В толпе подхватили последнее слово, послышались крики: «Свободы! Свободы!». Люди требовали ее.

Когда, после поднятой руки Лютого, крики смолкли, он продолжал:

— Превращать всевышнего в торгаша постыдно! Но папийцы Святикана не знают стыда. Вас, простых добриян, уверяют, что каждый из вас регулярно может очиститься от грехов святым причастием, притом бесплатно. Стоит только вообразить, что подносимый вам глоток вина — кровь божественного Добрия, умершего за нас, а кусочки хлеба, плавающие в этой «крови», — это куски его тела. Что это, спрашиваю я вас? Кто осмелился сделать вас участниками такого безобразного спектакля? Церковники пытаются возвратить вас к дикости далеких предков, к каннибализму! У невежественных дикарей было поверье, что, съев кусок тела человека, якобы обретаешь его силу. А вас заставляют сожрать, подобно хищникам, часть трупа всеми обожаемого Добрия и этим приобщиться к святости! Вот на чем держится папийская религия, скала ее твердой веры! На людоедстве! Кормя вас вымышленными останками великого мученика Добрия, она съедает ваши души! Напрасно искать меж скал добра души, добро продается, а неимущим вместо него предлагается ложь!
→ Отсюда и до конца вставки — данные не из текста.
use chrono::{DateTime, Utc};
use parking_lot::Mutex;
use routecast_core::geo::METERS_PER_DEGREE_LAT;
use routecast_core::{Coordinate, PredictionConfig, WeatherError};
use tokio::sync::watch;
use tokio::task::JoinHandle;
use tokio::time::Instant;
use tokio_util::sync::CancellationToken;

use crate::types::ForecastSample;

type FetchOutcome = Result<ForecastSample, WeatherError>;

/// Cache key: quantized latitude row, longitude column and time bucket.
#[derive(Debug, Clone, Copy, PartialEq, Eq, Hash)]
pub struct CacheKey {
    pub lat_cell: i64,
    pub lon_cell: i64,
    pub bucket: i64,
}

/// Maps coordinates and instants onto cache keys.
#[derive(Debug, Clone, Copy)]
pub struct Quantizer {
    resolution_m: f64,
    bucket_secs: i64,
}

impl Quantizer {
    pub fn new(resolution_m: f64, bucket_secs: i64) -> Self {
        Self {
            resolution_m: resolution_m.max(1.0),
            bucket_secs: bucket_secs.max(1),
        }
    }

    /// Key plus the representative cell centre and bucket instant.
    ///
    /// Cells are roughly square: each latitude row gets its own longitude
    /// step so a cell spans about `resolution_m` in both directions.
    /// Timestamps round to the nearest bucket.
    pub fn quantize(
        &self,
        coordinate: Coordinate,
        at: DateTime<Utc>,
    ) -> (CacheKey, Coordinate, DateTime<Utc>) {
        let lat_step = self.resolution_m / METERS_PER_DEGREE_LAT;
        let lat_cell = (coordinate.latitude() / lat_step).floor() as i64;
        let center_lat = ((lat_cell as f64 + 0.5) * lat_step).clamp(-90.0, 90.0);

        let meters_per_degree_lon = METERS_PER_DEGREE_LAT * center_lat.to_radians().cos().abs();
        let lon_step = (self.resolution_m / meters_per_degree_lon.max(1.0)).min(360.0);
        let lon_cell = ((coordinate.longitude() + 180.0) / lon_step).floor() as i64;
        let center_lon = (-180.0 + (lon_cell as f64 + 0.5) * lon_step).clamp(-180.0, 180.0);

        let secs = at.timestamp();
        let bucket = (secs + self.bucket_secs / 2).div_euclid(self.bucket_secs);
        let bucket_time = DateTime::from_timestamp(bucket * self.bucket_secs, 0).unwrap_or(at);

        let center = Coordinate::new(center_lat, center_lon).unwrap_or(coordinate);
        (
            CacheKey {
                lat_cell,
                lon_cell,
                bucket,
            },
            center,
            bucket_time,
        )
    }
}

/// Tuning for a `DataManager`.
#[derive(Debug, Clone)]
pub struct CacheSettings {
    /// How long an entry is served without refetching
    pub ttl: Duration,
    /// How long after expiry an entry is kept as a failure fallback
    pub stale_retention: Duration,
    pub grid_resolution_m: f64,
    pub time_bucket_secs: i64,
}

impl From<&PredictionConfig> for CacheSettings {
    fn from(config: &PredictionConfig) -> Self {
        Self {
            ttl: Duration::from_secs(config.cache_ttl_seconds),
            stale_retention: Duration::from_secs(config.stale_retention_seconds),
            grid_resolution_m: config.grid_resolution_meters,
            time_bucket_secs: config.time_bucket_seconds,
        }
    }
}

/// A cached forecast with its freshness bookkeeping.
#[derive(Debug, Clone)]
pub struct CacheEntry {
    pub sample: ForecastSample,
    /// Wall-clock time of the upstream fetch
    pub fetched_at: DateTime<Utc>,
    expires_at: Instant,
}

#[derive(Debug, Clone, Copy, PartialEq, Eq)]
enum Freshness {
    Fresh,
    /// Expired but still usable as a fallback
    Stale,
    /// Past the stale retention window
    Evictable,
}

impl CacheEntry {
    fn freshness(&self, now: Instant, stale_retention: Duration) -> Freshness {
        if now < self.expires_at {
            Freshness::Fresh
        } else if now < self.expires_at + stale_retention {
            Freshness::Stale
        } else {
            Freshness::Evictable
        }
    }
}

/// Counters exposed for diagnostics and tests.
#[derive(Debug, Clone, Copy, Default, PartialEq, Eq)]
pub struct CacheStats {
    pub hits: u64,
    pub misses: u64,
    /// Fetcher invocations
    pub upstream_fetches: u64,
    /// Failed fetches answered from an expired entry
    pub stale_served: u64,
    pub evictions: u64,
}

#[derive(Debug, Default)]
struct CacheState {
    entries: HashMap<CacheKey, CacheEntry>,
    in_flight: HashMap<CacheKey, watch::Receiver<Option<FetchOutcome>>>,
    stats: CacheStats,
}

enum Role {
    Leader(watch::Sender<Option<FetchOutcome>>),
    Waiter(watch::Receiver<Option<FetchOutcome>>),
}

/// Forecast cache shared by every prediction run.
#[derive(Debug)]
pub struct DataManager {
    settings: CacheSettings,
    quantizer: Quantizer,
    state: Mutex<CacheState>,
}

/// Clears the in-flight marker if the leading fetch is dropped mid-way.
struct InFlightGuard<'a> {
    manager: &'a DataManager,
    key: CacheKey,
    armed: bool,
}

impl Drop for InFlightGuard<'_> {
    fn drop(&mut self) {
        if self.armed {
            tracing::debug!("Leading fetch for {:?} abandoned", self.key);
            self.manager.state.lock().in_flight.remove(&self.key);
        }
    }
}

impl DataManager {
    pub fn new(settings: CacheSettings) -> Self {
        let quantizer = Quantizer::new(settings.grid_resolution_m, settings.time_bucket_secs);
        Self {
            settings,
            quantizer,
            state: Mutex::new(CacheState::default()),
        }
    }

    /// Return the cached forecast for the key covering `(coordinate, at)`,
    /// fetching it through `fetcher` when missing or expired.
    ///
    /// `fetcher` receives the cell centre and bucket instant. At most one
    /// fetch per key runs at a time; concurrent callers share its outcome.
    /// When the fetch fails and an expired entry is still retained, that
    /// entry is returned instead of the error.
    pub async fn get_or_fetch<F, Fut>(
        &self,
        coordinate: Coordinate,
        at: DateTime<Utc>,
        fetcher: F,
    ) -> Result<ForecastSample, WeatherError>
    where
        F: FnOnce(Coordinate, DateTime<Utc>) -> Fut,
        Fut: Future<Output = FetchOutcome>,
    {
        let (key, center, bucket_time) = self.quantizer.quantize(coordinate, at);
        let mut fetcher = Some(fetcher);

        loop {
            let role = {
                let mut guard = self.state.lock();
                let state = &mut *guard;
                let now = Instant::now();

                match state
                    .entries
                    .get(&key)
                    .map(|e| e.freshness(now, self.settings.stale_retention))
                {
                    Some(Freshness::Fresh) => {
                        state.stats.hits += 1;
                        if let Some(entry) = state.entries.get(&key) {
                            tracing::debug!("Cache hit for {:?}", key);
                            return Ok(entry.sample.clone());
                        }
                    }
                    Some(Freshness::Evictable) => {
                        state.entries.remove(&key);
                        state.stats.evictions += 1;
                    }
                    Some(Freshness::Stale) | None => {}
                }

                match state.in_flight.get(&key) {
                    Some(rx) => Role::Waiter(rx.clone()),
                    None => {
                        state.stats.misses += 1;
                        let (tx, rx) = watch::channel(None);
                        state.in_flight.insert(key, rx);
                        Role::Leader(tx)
                    }
                }
            };

            match role {
                Role::Waiter(mut rx) => {
                    tracing::debug!("Joining in-flight fetch for {:?}", key);
                    let outcome = match rx.wait_for(Option::is_some).await {
                        Ok(value) => (*value).clone(),
                        Err(_) => None,
                    };
                    match outcome {
                        Some(result) => return result,
                        // Leader was cancelled before finishing; take over.
                        None => continue,
                    }
                }
                Role::Leader(tx) => {
                    let mut guard = InFlightGuard {
                        manager: self,
                        key,
                        armed: true,
                    };
                    let Some(fetch) = fetcher.take() else {
                        // Only reachable if a caller led twice, which the loop never does.
                        return Err(WeatherError::Unavailable("fetcher already used".to_string()));
                    };

                    tracing::debug!("Cache miss for {:?}, fetching", key);
                    self.state.lock().stats.upstream_fetches += 1;
                    let result = fetch(center, bucket_time).await;

                    let outcome = self.complete(key, result);
                    guard.armed = false;
                    let _ = tx.send(Some(outcome.clone()));
                    return outcome;
                }
            }
        }
    }

    /// Record a finished fetch and pick what callers receive.
    fn complete(&self, key: CacheKey, result: FetchOutcome) -> FetchOutcome {
        let mut guard = self.state.lock();
        let state = &mut *guard;
        state.in_flight.remove(&key);

        match result {
            Ok(sample) => {
                let entry = CacheEntry {
                    sample: sample.clone(),
                    fetched_at: Utc::now(),
                    expires_at: Instant::now() + self.settings.ttl,
                };
                state.entries.insert(key, entry);
                Ok(sample)
            }
            Err(e) => match state.entries.get(&key) {
                Some(stale) => {
                    tracing::warn!(
                        "Fetch for {:?} failed ({}), serving forecast fetched at {}",
                        key,
                        e,
                        stale.fetched_at
                    );
                    state.stats.stale_served += 1;
                    Ok(stale.sample.clone())
                }
                None => Err(e),
            },
        }
    }

    /// Drop entries past their stale retention window. Returns how many.
    pub fn sweep(&self) -> usize {
        let now = Instant::now();
        let retention = self.settings.stale_retention;
        let mut guard = self.state.lock();
        let state = &mut *guard;

        let before = state.entries.len();
        state
            .entries
            .retain(|_, e| e.freshness(now, retention) != Freshness::Evictable);
        let evicted = before - state.entries.len();
        state.stats.evictions += evicted as u64;

        if evicted > 0 {
            tracing::debug!("Swept {} expired forecasts", evicted);
        }
        evicted
    }

    /// Run `sweep` every `period` until `cancel` fires.
    pub fn spawn_sweeper(
        self: &Arc<Self>,
        period: Duration,
        cancel: CancellationToken,
    ) -> JoinHandle<()> {
        let manager = Arc::clone(self);
        tokio::spawn(async move {
            let mut ticker = tokio::time::interval(period);
            ticker.tick().await;
            loop {
                tokio::select! {
                    _ = cancel.cancelled() => {
                        tracing::debug!("Cache sweeper stopped");
                        break;
                    }
                    _ = ticker.tick() => {
                        manager.sweep();
                    }
                }
            }
        })
    }

    pub fn stats(&self) -> CacheStats {
        self.state.lock().stats
    }

    pub fn len(&self) -> usize {
        self.state.lock().entries.len()
    }

    pub fn is_empty(&self) -> bool {
        self.len() == 0
    }

    /// Number of keys with a fetch currently running.
    pub fn pending_fetches(&self) -> usize {
        self.state.lock().in_flight.len()
    }

    pub fn clear(&self) {
        self.state.lock().entries.clear();
    }
}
Речь Мартия Лютого прерывалась возгласами одобрения, возмущения, несколько женщин упали в обморок. Две стрелы были пущены в оратора, но пролетели мимо.

Мартий не испугался, он продолжал:

— Самозваный наместник всевышнего на святом престоле И Скалий осмеливается вмешиваться в дела королей, намереваясь сажать на трон удобных и послушных ему людей. Так, он не прочь поддержать притязания на френдляндский престол предателя родной земли, наймита заморских завоевателей Ноэльского. А вы, защищающие родную страну в осажденном городе Орлане, лишены папийской поддержки, но должны поклоняться ему, И Скалию, как всевышнему, платить церковные подати, взывать к всевышнему с мольбами только через его посредников, наряженных в золото и парчу священных нарядов. А чего стоят оправданные служением Добру пытки и убийства неугодных папию людей? Девяносто девять птипапиев, которые согласно священному уставу избрали его, сотого, папием, он уничтожил одного за другим только потому, что среди них могли оказаться те, кто не поддержал его или не сразу поддержал его.